I chose the authors gathered here knowing they wouldn’t disappoint. While Geranios displays her usual wit and literary acumen, Luci Romero, author of El arte de contar a la naturaleza (The Art of Narrating Nature) (Barlin Books, 2023), returns to her characteristic analytical lyricism to discuss the work of Carolina Arabia. Throughout civilizations and over the centuries, we have sung to animals, to bees, to herds, weaving together interactions that bring us together as a community. In her book, Romero introduced us to nature writing, that English-language genre we’ve already translated thanks, in large part, to our third contributor. Gabi Martínez coined the term liternatura (liternature) which we showcase along with her intelligent writing, guided by a reflection I’ve heard her say before in person. Writing about nature, merging into breathtaking landscapes like the one she describes in Delta (Seix Barral, 2023), exploring multiple rural worlds at festivals like Siberiana, in the Siberia of Extremadura, doesn’t necessarily mean raising the flag of environmentalism.

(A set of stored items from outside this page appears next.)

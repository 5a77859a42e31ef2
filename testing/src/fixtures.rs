//! Fixture builders for rows, events and provider joins.

use crate::mocks::test_clock;
use gigmarket_core::application::{
    ApplicationId, ApplicationRow, ApplicationStatus, EventApplication, EventId, ProviderSummary,
    UserId,
};
use gigmarket_core::change_feed::{APPLICATIONS_TABLE, ChangeEvent, ChangeKind};
use gigmarket_core::environment::Clock;
use gigmarket_core::event::{Event, EventStatus, ServiceRequest};
use serde_json::{Value, json};

/// Application row with the given status and no join
#[must_use]
pub fn row(id: &str, event_id: &str, provider_id: &str, status: ApplicationStatus) -> ApplicationRow {
    ApplicationRow {
        id: ApplicationId::new(id),
        event_id: EventId::new(event_id),
        provider_id: UserId::new(provider_id),
        service_category: "Buffet".to_string(),
        message: format!("{provider_id} would like to help"),
        status,
        created_at: test_clock().now(),
        provider: None,
    }
}

/// Pending application row
#[must_use]
pub fn pending_row(id: &str, event_id: &str, provider_id: &str) -> ApplicationRow {
    row(id, event_id, provider_id, ApplicationStatus::Pending)
}

/// Mapped application with the given status
#[must_use]
pub fn application(id: &str, status: ApplicationStatus) -> EventApplication {
    EventApplication::from(row(id, "event-1", &format!("provider-{id}"), status))
}

/// Published event owned by `contractor_id` with one "Buffet" request
#[must_use]
pub fn event(id: &str, contractor_id: &str, status: EventStatus) -> Event {
    Event {
        id: EventId::new(id),
        contractor_id: UserId::new(contractor_id),
        status,
        service_requests: vec![ServiceRequest {
            category: "Buffet".to_string(),
            required_count: 2,
            filled_count: 0,
        }],
    }
}

/// Well-formed provider summary
#[must_use]
pub fn provider(id: &str, first_name: &str, last_name: &str) -> ProviderSummary {
    ProviderSummary {
        id: UserId::new(id),
        first_name: first_name.to_string(),
        last_name: last_name.to_string(),
        avatar_url: None,
    }
}

/// Provider summary as the join column carries it
#[must_use]
pub fn provider_join(summary: &ProviderSummary) -> Value {
    json!({
        "id": summary.id.as_str(),
        "first_name": summary.first_name,
        "last_name": summary.last_name,
        "avatar_url": summary.avatar_url,
    })
}

/// Push payload for a row change on the applications table
#[must_use]
pub fn application_change(kind: ChangeKind, row: &ApplicationRow) -> ChangeEvent {
    ChangeEvent {
        kind,
        table: APPLICATIONS_TABLE.to_string(),
        new: Some(row_payload(row)),
        old: None,
    }
}

/// Partial row payload, the way the push channel delivers it
#[must_use]
pub fn row_payload(row: &ApplicationRow) -> Value {
    json!({
        "id": row.id.as_str(),
        "event_id": row.event_id.as_str(),
        "provider_id": row.provider_id.as_str(),
        "status": row.status.as_str(),
    })
}
//! # Gigmarket Testing
//!
//! Testing utilities for the application lifecycle.
//!
//! This crate provides:
//! - In-memory implementations of the store and change feed, with fault injection
//! - Deterministic clock and authentication context
//! - A Given-When-Then harness for reducers
//! - Fixture builders for rows, events and provider joins
//!
//! ## Example
//!
//! ```ignore
//! use gigmarket_testing::{InMemoryApplicationStore, StaticAuth, fixtures};
//!
//! #[tokio::test]
//! async fn accepts_pending_application() {
//!     let store = InMemoryApplicationStore::new();
//!     store.seed_row(fixtures::pending_row("app-1", "event-1", "provider-1"));
//!     let auth = StaticAuth::signed_in("owner-1");
//!     // build a transition service over `store` and `auth`...
//! }
//! ```

use chrono::{DateTime, Utc};
use gigmarket_core::application::UserId;
use gigmarket_core::environment::{AuthContext, AuthenticatedUser, Clock};
use std::sync::{Arc, PoisonError, RwLock};

/// In-memory change feed
pub mod feed_mocks;

/// Fixture builders
pub mod fixtures;


/// In-memory application store
pub mod store_mocks;

/// Mock implementations of Environment traits
pub mod mocks {
    use super::{
        Arc, AuthContext, AuthenticatedUser, Clock, DateTime, PoisonError, RwLock, UserId, Utc,
    };

    /// Fixed clock for deterministic tests
    ///
    /// Always returns the same time, making tests reproducible.
    ///
    /// # Example
    ///
    /// ```
    /// use gigmarket_testing::mocks::FixedClock;
    /// use gigmarket_core::environment::Clock;
    /// use chrono::Utc;
    ///
    /// let clock = FixedClock::new(Utc::now());
    /// assert_eq!(clock.now(), clock.now());
    /// ```
    #[derive(Debug, Clone)]
    pub struct FixedClock {
        time: DateTime<Utc>,
    }

    impl FixedClock {
        /// Create a new fixed clock with the given time
        #[must_use]
        pub const fn new(time: DateTime<Utc>) -> Self {
            Self { time }
        }
    }

    impl Clock for FixedClock {
        fn now(&self) -> DateTime<Utc> {
            self.time
        }
    }

    /// Create a default fixed clock for tests (2025-01-01 00:00:00 UTC)
    ///
    /// # Panics
    ///
    /// Panics if the hardcoded timestamp fails to parse, which cannot happen.
    #[must_use]
    #[allow(clippy::expect_used)]
    pub fn test_clock() -> FixedClock {
        FixedClock::new(
            DateTime::parse_from_rfc3339("2025-01-01T00:00:00Z")
                .expect("hardcoded timestamp should always parse")
                .with_timezone(&Utc),
        )
    }

    /// Authentication context whose user can be swapped mid-test
    ///
    /// # Example
    ///
    /// ```
    /// use gigmarket_testing::mocks::StaticAuth;
    /// use gigmarket_core::environment::AuthContext;
    ///
    /// let auth = StaticAuth::signed_in("owner-1");
    /// assert!(auth.current_user().is_some());
    /// auth.sign_out();
    /// assert!(auth.current_user().is_none());
    /// ```
    #[derive(Debug, Clone, Default)]
    pub struct StaticAuth {
        user: Arc<RwLock<Option<UserId>>>,
    }

    impl StaticAuth {
        /// Nobody signed in
        #[must_use]
        pub fn anonymous() -> Self {
            Self::default()
        }

        /// Signed in as `id`
        #[must_use]
        pub fn signed_in(id: impl Into<UserId>) -> Self {
            let auth = Self::default();
            auth.sign_in(id);
            auth
        }

        /// Switch the signed-in user
        pub fn sign_in(&self, id: impl Into<UserId>) {
            *self.user.write().unwrap_or_else(PoisonError::into_inner) = Some(id.into());
        }

        /// Sign the current user out
        pub fn sign_out(&self) {
            *self.user.write().unwrap_or_else(PoisonError::into_inner) = None;
        }
    }

    impl AuthContext for StaticAuth {
        fn current_user(&self) -> Option<AuthenticatedUser> {
            self.user
                .read()
                .unwrap_or_else(PoisonError::into_inner)
                .clone()
                .map(|id| AuthenticatedUser { id })
        }
    }
}

/// Install a test log subscriber honouring `RUST_LOG`.
///
/// Safe to call from every test; only the first call installs.
pub fn init_test_tracing() {
    let _ = tracing_subscriber::fmt()
        .with_env_filter(tracing_subscriber::EnvFilter::from_default_env())
        .with_test_writer()
        .try_init();
}

// Re-export commonly used items
pub use feed_mocks::InMemoryChangeFeed;
pub use mocks::{FixedClock, StaticAuth, test_clock};
pub use reducer_test::{ReducerTest, assertions, run_effects};
pub use store_mocks::InMemoryApplicationStore;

Martínez constructs a way to finely blend aesthetic and political categories, to sift words and literary history through a sharp writer’s filter, to champion great works crafted in dialogue with Gaia, from Henry David Thoreau to Herman Melville. Our last contributor, Noemí Sabugal, has just published Laberinto mar (Sea Labyrinth) (Alfaguara, 2024), and her voice resonates in A*Desk as she blends poetry with the perspective of some of the best investigative journalism, in this case about the Mar Menor, a space threatened by climate change and the agricultural exploitation of its surroundings.

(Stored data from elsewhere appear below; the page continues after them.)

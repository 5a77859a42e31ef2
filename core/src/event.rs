//! Events published by contractors.
//!
//! Events are read-only from the lifecycle's point of view. The one rule that
//! matters here is [`is_action_allowed`]: once an event is closed, its
//! applications can no longer be accepted or rejected from the owner's view.

use crate::application::{EventId, UserId};
use serde::{Deserialize, Serialize};
use std::fmt;

/// Publication status of an event
#[derive(Clone, Copy, Debug, PartialEq, Eq, Hash, Serialize, Deserialize)]
#[serde(rename_all = "lowercase")]
pub enum EventStatus {
    /// Not yet visible to providers
    Draft,
    /// Open for applications
    Published,
    /// No longer taking decisions on applications
    Closed,
    /// Took place
    Completed,
    /// Called off
    Cancelled,
}

impl EventStatus {
    /// Lowercase wire name
    #[must_use]
    pub const fn as_str(self) -> &'static str {
        match self {
            Self::Draft => "draft",
            Self::Published => "published",
            Self::Closed => "closed",
            Self::Completed => "completed",
            Self::Cancelled => "cancelled",
        }
    }
}

impl fmt::Display for EventStatus {
    fn fmt(&self, f: &mut fmt::Formatter<'_>) -> fmt::Result {
        f.write_str(self.as_str())
    }
}

impl std::str::FromStr for EventStatus {
    type Err = String;

    fn from_str(s: &str) -> Result<Self, Self::Err> {
        match s {
            "draft" => Ok(Self::Draft),
            "published" => Ok(Self::Published),
            "closed" => Ok(Self::Closed),
            "completed" => Ok(Self::Completed),
            "cancelled" => Ok(Self::Cancelled),
            other => Err(format!("unknown event status '{other}'")),
        }
    }
}

/// Whether accept/reject actions are offered for an event in this status.
///
/// Advisory: the transition service does not consult it.
#[must_use]
pub const fn is_action_allowed(status: EventStatus) -> bool {
    !matches!(status, EventStatus::Closed)
}

/// A staffing need within an event
#[derive(Clone, Debug, PartialEq, Eq, Serialize, Deserialize)]
pub struct ServiceRequest {
    /// Service category, e.g. "Buffet"
    pub category: String,
    /// How many providers are wanted
    pub required_count: u32,
    /// How many have been accepted so far
    pub filled_count: u32,
}

impl ServiceRequest {
    /// Open slots left
    #[must_use]
    pub const fn remaining(&self) -> u32 {
        self.required_count.saturating_sub(self.filled_count)
    }

    /// True once every slot is taken
    #[must_use]
    pub const fn is_filled(&self) -> bool {
        self.filled_count >= self.required_count
    }
}

/// An event owned by a contractor
#[derive(Clone, Debug, PartialEq, Eq, Serialize, Deserialize)]
pub struct Event {
    /// Event id
    pub id: EventId,
    /// Owning contractor
    pub contractor_id: UserId,
    /// Publication status
    pub status: EventStatus,
    /// Staffing needs
    #[serde(default)]
    pub service_requests: Vec<ServiceRequest>,
}

impl Event {
    /// The service request for a category, if the event has one
    #[must_use]
    pub fn service_request(&self, category: &str) -> Option<&ServiceRequest> {
        self.service_requests
            .iter()
            .find(|request| request.category == category)
    }

    /// True if `user` owns this event
    #[must_use]
    pub fn is_owned_by(&self, user: &UserId) -> bool {
        &self.contractor_id == user
    }

    /// Shorthand for [`is_action_allowed`] on this event's status
    #[must_use]
    pub const fn allows_application_actions(&self) -> bool {
        is_action_allowed(self.status)
    }
}

#[cfg(test)]
mod tests {
    use super::*;

    #[test]
    fn only_closed_events_disable_actions() {
        assert!(!is_action_allowed(EventStatus::Closed));
        for status in [
            EventStatus::Draft,
            EventStatus::Published,
            EventStatus::Completed,
            EventStatus::Cancelled,
        ] {
            assert!(is_action_allowed(status), "{status} should allow actions");
        }
    }

    #[test]
    fn service_request_slots() {
        let request = ServiceRequest {
            category: "Buffet".to_string(),
            required_count: 2,
            filled_count: 1,
        };
        assert_eq!(request.remaining(), 1);
        assert!(!request.is_filled());

        let overfilled = ServiceRequest {
            filled_count: 3,
            ..request
        };
        assert_eq!(overfilled.remaining(), 0);
        assert!(overfilled.is_filled());
    }

    #[test]
    fn event_lookups() {
        let event = Event {
            id: EventId::new("event-1"),
            contractor_id: UserId::new("owner"),
            status: EventStatus::Published,
            service_requests: vec![ServiceRequest {
                category: "Buffet".to_string(),
                required_count: 1,
                filled_count: 0,
            }],
        };

        assert!(event.service_request("Buffet").is_some());
        assert!(event.service_request("DJ").is_none());
        assert!(event.is_owned_by(&UserId::new("owner")));
        assert!(event.allows_application_actions());
    }
}
//! Errors surfaced to callers of the application lifecycle.
//!
//! `InvalidArgument` is always raised locally before any store access.
//! `TransitionFailed` and `Store` are the only kinds a caller may retry by
//! re-invoking the action; transitions are idempotent, so a retry after an
//! unobserved success is a no-op.

use crate::application::{ApplicationId, EventId, UserId};
use crate::store::StoreError;
use thiserror::Error;

/// Lifecycle errors
#[derive(Error, Debug, Clone, PartialEq, Eq)]
pub enum ApplicationError {
    /// A required id or field was missing
    #[error("Invalid argument: {0}")]
    InvalidArgument(String),

    /// No signed-in user
    #[error("Not signed in")]
    Unauthenticated,

    /// The application does not exist
    #[error("Application not found: {0}")]
    NotFound(ApplicationId),

    /// The store refused the write on authorization grounds
    #[error("Permission denied: {0}")]
    PermissionDenied(String),

    /// Generic write failure
    #[error("Transition failed: {0}")]
    TransitionFailed(String),

    /// The provider already holds an application for this event
    #[error("Provider {provider_id} has already applied to event {event_id}")]
    AlreadyApplied {
        /// Event applied to
        event_id: EventId,
        /// Applying provider
        provider_id: UserId,
    },

    /// Store failure outside a transition (apply path)
    #[error(transparent)]
    Store(#[from] StoreError),
}

impl ApplicationError {
    /// Whether re-invoking the same action may succeed
    #[must_use]
    pub const fn is_retryable(&self) -> bool {
        matches!(self, Self::TransitionFailed(_) | Self::Store(_))
    }

    /// Short, stable label used for metrics
    #[must_use]
    pub const fn kind(&self) -> &'static str {
        match self {
            Self::InvalidArgument(_) => "invalid_argument",
            Self::Unauthenticated => "unauthenticated",
            Self::NotFound(_) => "not_found",
            Self::PermissionDenied(_) => "permission_denied",
            Self::TransitionFailed(_) => "transition_failed",
            Self::AlreadyApplied { .. } => "already_applied",
            Self::Store(_) => "store",
        }
    }
}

If those who have contributed their words to this multilingual issue have anything in common, it’s a clear awareness that we are nature, and a skillful penmanship as tenacious as it is beautiful. No one here, myself included, intends to renounce artistic plenitude as a way of inhabiting sensitivity, and no one wants to surrender (allow me to dare to make this declaration of intent) to the obsessive reiteration of our times, according to which what is natural is a set of external elements, a carpet rolled out for its conquest and destruction. The utilitarian vision of nature as a stage or resource listed on the stock exchange is something the reader won’t find here. Liternature (now capitalized and without italics or quotation marks) implies challenging prejudices of the artistic canon but also of the place we occupy in a territory that is a member and participant in our subjectivities. It is a difficult thing to narrate as well as they did, with brevity and substance, and to fill our eyes with the same rain that continues to fall, rattling the glass, flooding the fields, and streaming down until it ends in calm waves of reflection.
Azahara Palomeque (El Sur, 1986) only goes to bed at dawn. She writes in a garret she has decorated with her own paintings, verses by María Zambrano and a lot of useless junk, often accompanied by one or two lizards and/or other creatures of the night. Her irrevocable happiness consists in believing in affection. She is the author of four collections of poetry, some catastrophic chronicles, the Lorca novel ‘Huracán de negras palomas’ (La moderna, 2023) and the rebellious essay ‘Vivir peor que nuestros padres’ (Anagrama, 2023). She has given many conferences around the world, has been a migrant and a teacher, likes to dance reggaeton and eat salmorejo. She contributes to media such as La Marea and El País. She also holds a PhD in cultural studies from Princeton University. If you want to keep her happy, don’t force her to get up early and invite her for a beer.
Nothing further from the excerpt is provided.